▸ WHAT THE TASK ASKS
Across the material that follows, tally each line in which "grip" occurs, and state the total alone.

▸ DATA RECORDS

//! Travel envelope limits.

use super::machine::TravelConfig;
use super::units::{Point, Steps};

/// Runtime travel envelope derived from [`TravelConfig`].
///
/// Three rectangles share the Y range `0..=max_y` but differ on X:
///
/// - cutting keeps the tool on the media (`0..=max_x`),
/// - pen-up travel may follow the mat into the grip margin
///   (`-mat_edge..=max_x`),
/// - jogging spans the widest service range (`-max_x..=max_x`), wide
///   enough to roll a mat back out by hand.
#[derive(Debug, Clone)]
pub struct TravelLimits {
    max_x: Steps,
    max_y: Steps,
    mat_edge: Steps,
    home_lead: Steps,
}

impl TravelLimits {
    /// Build the envelope from configured travel geometry.
    pub fn from_config(travel: &TravelConfig) -> Self {
        Self {
            max_x: travel.max_x,
            max_y: travel.max_y,
            mat_edge: travel.mat_edge,
            home_lead: travel.home_lead,
        }
    }

    /// Whether a cut segment may end at `target`.
    pub fn allows_draw(&self, target: Point) -> bool {
        target.x >= Steps(0)
            && target.x <= self.max_x
            && target.y >= Steps(0)
            && target.y <= self.max_y
    }

    /// Whether a pen-up move may end at `target`.
    pub fn allows_move(&self, target: Point) -> bool {
        target.x >= -self.mat_edge
            && target.x <= self.max_x
            && target.y >= Steps(0)
            && target.y <= self.max_y
    }

    /// Whether a manual jog may end at `target`.
    pub fn allows_jog(&self, target: Point) -> bool {
        target.x >= -self.max_x
            && target.x <= self.max_x
            && target.y >= Steps(0)
            && target.y <= self.max_y
    }

    /// Mat grip margin below X zero.
    #[inline]
    pub fn mat_edge(&self) -> Steps {
        self.mat_edge
    }

    /// Homing approach lead above the switch.
    #[inline]
    pub fn home_lead(&self) -> Steps {
        self.home_lead
    }

    /// The pre-home position sentinel `(-mat_edge, -home_lead)`.
    ///
    /// Negative components mean no reference is established on that axis.
    #[inline]
    pub fn sentinel(&self) -> Point {
        Point::new(-self.mat_edge, -self.home_lead)
    }
}

#[cfg(test)]
mod tests {
    use super::*;

    fn limits() -> TravelLimits {
        TravelLimits::from_config(&TravelConfig {
            max_x: Steps(32_000),
            max_y: Steps(4_800),
            mat_edge: Steps(250),
            home_lead: Steps(100),
        })
    }

    #[test]
    fn test_draw_envelope() {
        let l = limits();
        assert!(l.allows_draw(Point::ORIGIN));
        assert!(l.allows_draw(Point::steps(32_000, 4_800)));
        assert!(!l.allows_draw(Point::steps(-1, 0)));
        assert!(!l.allows_draw(Point::steps(0, -1)));
        assert!(!l.allows_draw(Point::steps(32_001, 0)));
        assert!(!l.allows_draw(Point::steps(0, 4_801)));
    }

    #[test]
    fn test_move_envelope_includes_mat_edge() {
        let l = limits();
        assert!(l.allows_move(Point::steps(-250, 0)));
        assert!(!l.allows_move(Point::steps(-251, 0)));
        assert!(!l.allows_move(Point::steps(0, -1)));
    }

    #[test]
    fn test_jog_envelope_spans_both_directions() {
        let l = limits();
        assert!(l.allows_jog(Point::steps(-32_000, 0)));
        assert!(l.allows_jog(Point::steps(32_000, 4_800)));
        assert!(!l.allows_jog(Point::steps(-32_001, 0)));
        assert!(!l.allows_jog(Point::steps(0, -1)));
    }

    #[test]
    fn test_sentinel() {
        assert_eq!(limits().sentinel(), Point::steps(-250, -100));
    }
}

▸ RESULT FOR THIS TASK
2